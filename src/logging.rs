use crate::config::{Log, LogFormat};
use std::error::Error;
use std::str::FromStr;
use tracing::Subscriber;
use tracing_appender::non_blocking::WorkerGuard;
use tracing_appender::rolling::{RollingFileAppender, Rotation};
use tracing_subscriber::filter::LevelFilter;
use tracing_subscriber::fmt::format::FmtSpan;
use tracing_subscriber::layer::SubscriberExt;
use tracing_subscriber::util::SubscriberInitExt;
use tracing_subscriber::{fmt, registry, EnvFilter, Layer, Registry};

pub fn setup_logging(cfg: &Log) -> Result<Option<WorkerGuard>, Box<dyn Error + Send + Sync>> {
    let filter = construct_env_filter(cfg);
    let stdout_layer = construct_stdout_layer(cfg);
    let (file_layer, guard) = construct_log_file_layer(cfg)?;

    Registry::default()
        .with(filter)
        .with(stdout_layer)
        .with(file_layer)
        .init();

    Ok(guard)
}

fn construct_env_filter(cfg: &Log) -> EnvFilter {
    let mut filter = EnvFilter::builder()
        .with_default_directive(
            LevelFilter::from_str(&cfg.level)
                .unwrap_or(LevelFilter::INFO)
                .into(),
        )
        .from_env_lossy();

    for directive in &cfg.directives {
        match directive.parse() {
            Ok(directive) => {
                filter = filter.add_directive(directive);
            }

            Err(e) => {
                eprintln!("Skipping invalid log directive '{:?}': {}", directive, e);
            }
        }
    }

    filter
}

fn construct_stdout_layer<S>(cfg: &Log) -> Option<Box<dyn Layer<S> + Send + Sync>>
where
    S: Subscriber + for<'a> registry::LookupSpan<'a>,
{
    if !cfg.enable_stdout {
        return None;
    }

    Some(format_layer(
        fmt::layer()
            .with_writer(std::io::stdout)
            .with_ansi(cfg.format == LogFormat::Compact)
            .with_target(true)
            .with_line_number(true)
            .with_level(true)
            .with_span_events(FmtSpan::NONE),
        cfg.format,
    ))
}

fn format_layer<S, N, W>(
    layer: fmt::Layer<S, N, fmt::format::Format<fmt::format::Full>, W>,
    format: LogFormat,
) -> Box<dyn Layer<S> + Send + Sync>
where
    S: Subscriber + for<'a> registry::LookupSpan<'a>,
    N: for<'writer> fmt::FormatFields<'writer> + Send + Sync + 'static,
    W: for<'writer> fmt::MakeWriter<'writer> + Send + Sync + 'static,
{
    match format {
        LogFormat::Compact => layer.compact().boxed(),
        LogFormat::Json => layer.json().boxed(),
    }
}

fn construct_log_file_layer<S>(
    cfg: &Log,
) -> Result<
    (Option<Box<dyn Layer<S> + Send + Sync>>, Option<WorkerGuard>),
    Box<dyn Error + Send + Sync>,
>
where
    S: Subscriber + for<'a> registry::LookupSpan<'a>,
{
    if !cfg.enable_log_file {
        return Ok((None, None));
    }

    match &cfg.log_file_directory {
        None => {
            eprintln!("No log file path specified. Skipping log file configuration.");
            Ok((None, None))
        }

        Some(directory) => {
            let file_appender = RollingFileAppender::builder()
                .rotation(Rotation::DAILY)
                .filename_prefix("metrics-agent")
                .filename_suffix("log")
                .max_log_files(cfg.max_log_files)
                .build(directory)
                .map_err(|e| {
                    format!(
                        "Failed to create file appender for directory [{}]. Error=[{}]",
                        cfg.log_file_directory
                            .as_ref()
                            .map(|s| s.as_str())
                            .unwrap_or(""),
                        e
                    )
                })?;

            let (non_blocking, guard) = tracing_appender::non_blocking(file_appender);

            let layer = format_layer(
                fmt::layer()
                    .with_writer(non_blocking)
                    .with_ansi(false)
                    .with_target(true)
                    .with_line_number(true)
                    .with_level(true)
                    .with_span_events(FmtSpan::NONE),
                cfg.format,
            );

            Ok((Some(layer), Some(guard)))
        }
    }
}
================================
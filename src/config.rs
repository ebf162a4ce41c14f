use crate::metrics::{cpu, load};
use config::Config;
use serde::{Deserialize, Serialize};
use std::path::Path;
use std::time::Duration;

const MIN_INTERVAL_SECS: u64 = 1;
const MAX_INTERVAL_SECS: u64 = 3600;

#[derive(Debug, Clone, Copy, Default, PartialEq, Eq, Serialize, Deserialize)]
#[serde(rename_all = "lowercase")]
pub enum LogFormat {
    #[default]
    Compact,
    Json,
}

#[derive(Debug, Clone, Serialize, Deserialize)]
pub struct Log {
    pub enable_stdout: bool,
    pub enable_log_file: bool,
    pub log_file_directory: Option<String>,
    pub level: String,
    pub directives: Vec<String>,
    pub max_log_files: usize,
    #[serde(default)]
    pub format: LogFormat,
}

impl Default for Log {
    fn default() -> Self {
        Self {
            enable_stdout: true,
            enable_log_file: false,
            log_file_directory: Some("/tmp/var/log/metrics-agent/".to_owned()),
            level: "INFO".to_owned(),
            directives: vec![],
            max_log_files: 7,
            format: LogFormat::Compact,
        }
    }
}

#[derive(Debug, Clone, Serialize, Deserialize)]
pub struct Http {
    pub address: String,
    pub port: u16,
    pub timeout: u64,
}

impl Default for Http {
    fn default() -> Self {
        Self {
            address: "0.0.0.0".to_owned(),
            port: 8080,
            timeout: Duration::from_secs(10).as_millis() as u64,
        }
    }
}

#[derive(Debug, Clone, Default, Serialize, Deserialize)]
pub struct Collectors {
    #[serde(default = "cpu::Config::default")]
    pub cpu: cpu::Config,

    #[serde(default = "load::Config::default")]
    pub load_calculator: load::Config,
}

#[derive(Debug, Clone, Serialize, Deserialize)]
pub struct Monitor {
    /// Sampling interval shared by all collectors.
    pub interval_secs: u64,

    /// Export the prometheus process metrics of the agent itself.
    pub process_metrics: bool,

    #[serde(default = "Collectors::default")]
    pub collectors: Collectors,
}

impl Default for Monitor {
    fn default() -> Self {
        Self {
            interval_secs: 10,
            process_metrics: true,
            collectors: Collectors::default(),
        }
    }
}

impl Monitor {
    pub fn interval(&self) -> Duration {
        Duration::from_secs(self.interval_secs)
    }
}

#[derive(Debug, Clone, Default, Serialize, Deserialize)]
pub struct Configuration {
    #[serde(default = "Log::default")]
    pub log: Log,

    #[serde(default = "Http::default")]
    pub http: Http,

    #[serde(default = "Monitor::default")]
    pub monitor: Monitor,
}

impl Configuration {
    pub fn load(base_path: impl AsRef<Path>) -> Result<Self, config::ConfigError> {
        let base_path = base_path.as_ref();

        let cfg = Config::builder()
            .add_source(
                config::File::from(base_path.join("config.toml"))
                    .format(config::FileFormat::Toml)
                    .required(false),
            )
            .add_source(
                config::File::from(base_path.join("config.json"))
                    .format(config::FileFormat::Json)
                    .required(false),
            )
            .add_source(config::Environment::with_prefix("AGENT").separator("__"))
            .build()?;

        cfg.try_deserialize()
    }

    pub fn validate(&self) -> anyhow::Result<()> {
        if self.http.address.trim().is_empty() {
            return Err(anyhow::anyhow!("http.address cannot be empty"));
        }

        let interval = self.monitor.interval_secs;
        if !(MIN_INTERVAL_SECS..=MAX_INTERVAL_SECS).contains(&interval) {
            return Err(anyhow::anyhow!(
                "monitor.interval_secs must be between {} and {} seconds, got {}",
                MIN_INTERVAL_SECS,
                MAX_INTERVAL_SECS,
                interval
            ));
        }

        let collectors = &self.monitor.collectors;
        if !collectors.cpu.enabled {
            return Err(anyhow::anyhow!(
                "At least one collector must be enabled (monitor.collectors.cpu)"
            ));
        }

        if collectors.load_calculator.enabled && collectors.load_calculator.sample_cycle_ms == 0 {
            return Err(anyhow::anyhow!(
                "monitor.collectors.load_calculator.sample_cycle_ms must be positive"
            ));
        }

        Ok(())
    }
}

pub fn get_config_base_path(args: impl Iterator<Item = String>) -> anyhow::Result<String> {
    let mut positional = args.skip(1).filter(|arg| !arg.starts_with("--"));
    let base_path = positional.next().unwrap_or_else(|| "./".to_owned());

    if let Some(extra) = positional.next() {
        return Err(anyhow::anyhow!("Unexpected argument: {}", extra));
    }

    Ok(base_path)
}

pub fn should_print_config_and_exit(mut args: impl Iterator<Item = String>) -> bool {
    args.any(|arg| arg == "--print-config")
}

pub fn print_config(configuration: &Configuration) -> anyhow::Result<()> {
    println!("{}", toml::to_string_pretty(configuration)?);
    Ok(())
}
================================
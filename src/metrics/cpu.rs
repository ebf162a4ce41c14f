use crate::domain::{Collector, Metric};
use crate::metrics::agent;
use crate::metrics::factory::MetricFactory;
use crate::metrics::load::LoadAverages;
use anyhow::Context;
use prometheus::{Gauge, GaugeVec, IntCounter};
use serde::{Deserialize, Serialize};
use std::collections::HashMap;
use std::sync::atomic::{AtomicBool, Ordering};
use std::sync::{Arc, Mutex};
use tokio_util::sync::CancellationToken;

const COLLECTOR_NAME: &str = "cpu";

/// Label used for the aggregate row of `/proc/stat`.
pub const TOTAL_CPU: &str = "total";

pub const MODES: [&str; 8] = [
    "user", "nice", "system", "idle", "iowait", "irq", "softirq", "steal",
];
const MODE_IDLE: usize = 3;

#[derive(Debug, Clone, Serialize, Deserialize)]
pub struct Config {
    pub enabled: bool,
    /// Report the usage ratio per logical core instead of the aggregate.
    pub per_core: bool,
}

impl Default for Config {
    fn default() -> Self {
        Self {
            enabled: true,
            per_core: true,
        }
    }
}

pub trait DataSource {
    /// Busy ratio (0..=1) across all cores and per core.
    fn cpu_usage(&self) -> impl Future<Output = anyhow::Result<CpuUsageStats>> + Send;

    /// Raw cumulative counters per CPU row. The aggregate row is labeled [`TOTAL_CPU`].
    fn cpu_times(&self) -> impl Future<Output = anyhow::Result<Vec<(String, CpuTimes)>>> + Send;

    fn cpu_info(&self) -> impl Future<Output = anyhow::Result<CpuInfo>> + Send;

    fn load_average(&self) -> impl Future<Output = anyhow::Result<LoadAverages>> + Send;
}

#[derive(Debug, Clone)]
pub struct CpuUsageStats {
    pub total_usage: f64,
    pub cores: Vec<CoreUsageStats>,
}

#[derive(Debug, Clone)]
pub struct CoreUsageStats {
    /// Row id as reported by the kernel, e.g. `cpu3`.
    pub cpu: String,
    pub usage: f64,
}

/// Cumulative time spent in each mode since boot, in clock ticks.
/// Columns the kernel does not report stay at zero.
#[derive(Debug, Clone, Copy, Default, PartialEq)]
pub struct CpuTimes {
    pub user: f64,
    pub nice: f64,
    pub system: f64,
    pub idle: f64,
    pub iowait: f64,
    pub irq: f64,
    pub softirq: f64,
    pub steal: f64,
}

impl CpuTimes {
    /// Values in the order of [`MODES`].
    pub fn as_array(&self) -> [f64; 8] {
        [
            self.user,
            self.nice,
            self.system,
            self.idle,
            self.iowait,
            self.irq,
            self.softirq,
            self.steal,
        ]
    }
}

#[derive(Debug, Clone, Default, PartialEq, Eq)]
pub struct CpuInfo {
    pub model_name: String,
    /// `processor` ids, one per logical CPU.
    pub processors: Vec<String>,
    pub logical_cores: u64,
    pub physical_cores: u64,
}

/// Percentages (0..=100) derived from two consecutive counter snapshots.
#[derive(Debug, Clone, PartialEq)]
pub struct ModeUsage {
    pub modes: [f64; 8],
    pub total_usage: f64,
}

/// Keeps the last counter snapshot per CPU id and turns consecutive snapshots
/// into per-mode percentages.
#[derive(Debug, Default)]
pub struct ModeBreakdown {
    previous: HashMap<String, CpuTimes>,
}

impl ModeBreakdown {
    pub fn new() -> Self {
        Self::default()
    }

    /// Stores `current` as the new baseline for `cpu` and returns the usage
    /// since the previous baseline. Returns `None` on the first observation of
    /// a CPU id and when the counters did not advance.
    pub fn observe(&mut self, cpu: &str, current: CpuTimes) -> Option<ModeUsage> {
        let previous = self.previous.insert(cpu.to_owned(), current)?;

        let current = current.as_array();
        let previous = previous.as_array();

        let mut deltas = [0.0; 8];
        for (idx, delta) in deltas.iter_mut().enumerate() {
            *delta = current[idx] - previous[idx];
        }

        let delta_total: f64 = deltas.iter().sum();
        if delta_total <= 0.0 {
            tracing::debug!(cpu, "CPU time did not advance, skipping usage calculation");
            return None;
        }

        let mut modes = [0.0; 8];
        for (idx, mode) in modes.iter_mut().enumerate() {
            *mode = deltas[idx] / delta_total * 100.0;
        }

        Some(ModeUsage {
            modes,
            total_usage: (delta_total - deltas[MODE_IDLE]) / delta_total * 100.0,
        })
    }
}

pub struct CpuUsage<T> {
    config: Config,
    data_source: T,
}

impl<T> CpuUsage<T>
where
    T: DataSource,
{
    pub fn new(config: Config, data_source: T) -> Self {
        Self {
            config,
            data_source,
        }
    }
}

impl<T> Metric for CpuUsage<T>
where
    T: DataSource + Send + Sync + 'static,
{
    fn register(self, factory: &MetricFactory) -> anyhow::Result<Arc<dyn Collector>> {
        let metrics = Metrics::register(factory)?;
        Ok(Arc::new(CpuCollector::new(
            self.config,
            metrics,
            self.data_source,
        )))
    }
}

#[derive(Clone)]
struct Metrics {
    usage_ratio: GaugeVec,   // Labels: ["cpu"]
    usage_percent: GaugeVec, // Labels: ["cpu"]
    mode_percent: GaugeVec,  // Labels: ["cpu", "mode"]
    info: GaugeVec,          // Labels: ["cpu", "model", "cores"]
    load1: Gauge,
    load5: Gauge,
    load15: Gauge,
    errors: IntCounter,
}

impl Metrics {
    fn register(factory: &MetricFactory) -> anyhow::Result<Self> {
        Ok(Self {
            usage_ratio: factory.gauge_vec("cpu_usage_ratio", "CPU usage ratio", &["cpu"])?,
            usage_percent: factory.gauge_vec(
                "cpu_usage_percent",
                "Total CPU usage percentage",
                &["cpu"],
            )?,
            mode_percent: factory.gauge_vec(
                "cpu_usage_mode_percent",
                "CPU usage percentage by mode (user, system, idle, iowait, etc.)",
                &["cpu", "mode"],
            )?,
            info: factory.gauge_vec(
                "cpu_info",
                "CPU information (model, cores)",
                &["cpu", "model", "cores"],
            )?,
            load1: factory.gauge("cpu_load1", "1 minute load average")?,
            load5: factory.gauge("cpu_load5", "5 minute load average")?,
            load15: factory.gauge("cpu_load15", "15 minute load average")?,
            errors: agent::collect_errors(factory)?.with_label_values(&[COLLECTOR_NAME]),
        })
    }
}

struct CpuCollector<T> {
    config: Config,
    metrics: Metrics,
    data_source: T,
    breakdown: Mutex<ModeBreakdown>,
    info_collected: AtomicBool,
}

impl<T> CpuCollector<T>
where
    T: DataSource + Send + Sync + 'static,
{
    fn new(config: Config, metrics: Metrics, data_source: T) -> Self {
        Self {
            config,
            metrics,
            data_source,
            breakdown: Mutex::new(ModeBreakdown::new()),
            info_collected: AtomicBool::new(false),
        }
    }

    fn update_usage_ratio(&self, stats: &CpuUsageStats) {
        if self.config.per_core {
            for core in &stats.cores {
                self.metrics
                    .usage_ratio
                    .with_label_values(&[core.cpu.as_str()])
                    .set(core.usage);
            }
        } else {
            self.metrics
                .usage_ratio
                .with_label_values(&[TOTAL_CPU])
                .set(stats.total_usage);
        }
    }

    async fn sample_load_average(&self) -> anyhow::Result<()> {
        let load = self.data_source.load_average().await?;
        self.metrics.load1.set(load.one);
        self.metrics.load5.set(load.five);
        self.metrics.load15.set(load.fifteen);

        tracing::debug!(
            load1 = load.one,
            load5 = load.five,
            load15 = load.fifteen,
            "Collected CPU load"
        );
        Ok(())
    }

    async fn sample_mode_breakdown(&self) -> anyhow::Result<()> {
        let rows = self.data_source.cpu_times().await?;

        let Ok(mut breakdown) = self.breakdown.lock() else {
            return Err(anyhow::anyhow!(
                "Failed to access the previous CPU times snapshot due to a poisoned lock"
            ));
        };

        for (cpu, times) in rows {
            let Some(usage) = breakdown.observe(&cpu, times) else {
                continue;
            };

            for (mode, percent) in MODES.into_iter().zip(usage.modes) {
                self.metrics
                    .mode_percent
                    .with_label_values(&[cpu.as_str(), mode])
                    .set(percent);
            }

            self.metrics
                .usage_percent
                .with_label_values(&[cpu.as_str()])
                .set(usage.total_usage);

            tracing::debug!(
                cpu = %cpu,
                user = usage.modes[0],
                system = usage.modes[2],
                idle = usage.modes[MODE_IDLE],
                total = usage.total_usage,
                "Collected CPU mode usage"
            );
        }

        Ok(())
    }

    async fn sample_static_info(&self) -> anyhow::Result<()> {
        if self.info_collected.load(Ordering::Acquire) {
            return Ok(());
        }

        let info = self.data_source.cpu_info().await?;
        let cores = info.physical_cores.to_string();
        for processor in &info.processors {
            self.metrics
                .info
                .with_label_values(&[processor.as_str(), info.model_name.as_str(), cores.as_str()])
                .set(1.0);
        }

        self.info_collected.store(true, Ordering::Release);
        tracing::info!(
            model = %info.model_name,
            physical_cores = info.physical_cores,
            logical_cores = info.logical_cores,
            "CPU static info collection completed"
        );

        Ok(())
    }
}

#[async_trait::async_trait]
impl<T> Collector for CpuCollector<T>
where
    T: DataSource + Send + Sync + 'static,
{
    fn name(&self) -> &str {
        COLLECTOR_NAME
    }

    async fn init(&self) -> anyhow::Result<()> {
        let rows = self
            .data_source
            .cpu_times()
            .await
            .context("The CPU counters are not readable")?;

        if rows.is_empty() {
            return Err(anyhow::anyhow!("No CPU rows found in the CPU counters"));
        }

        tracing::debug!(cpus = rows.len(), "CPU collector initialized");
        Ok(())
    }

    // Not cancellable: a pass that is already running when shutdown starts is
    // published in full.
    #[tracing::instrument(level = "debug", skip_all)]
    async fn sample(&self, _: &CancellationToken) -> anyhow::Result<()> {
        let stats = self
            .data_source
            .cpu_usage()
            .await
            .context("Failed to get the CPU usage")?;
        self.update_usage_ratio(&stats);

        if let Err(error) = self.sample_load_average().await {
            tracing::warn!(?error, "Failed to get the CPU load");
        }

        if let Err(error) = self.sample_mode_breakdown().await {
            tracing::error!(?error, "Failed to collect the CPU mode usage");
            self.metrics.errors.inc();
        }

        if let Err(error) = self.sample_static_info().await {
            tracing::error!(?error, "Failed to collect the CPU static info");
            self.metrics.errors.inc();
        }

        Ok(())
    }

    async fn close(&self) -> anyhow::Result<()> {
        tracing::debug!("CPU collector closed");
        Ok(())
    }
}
================================
Filter the preceding entries down to the lines with "match".

        match directive.parse() {
    match format {
    match &cfg.log_file_directory {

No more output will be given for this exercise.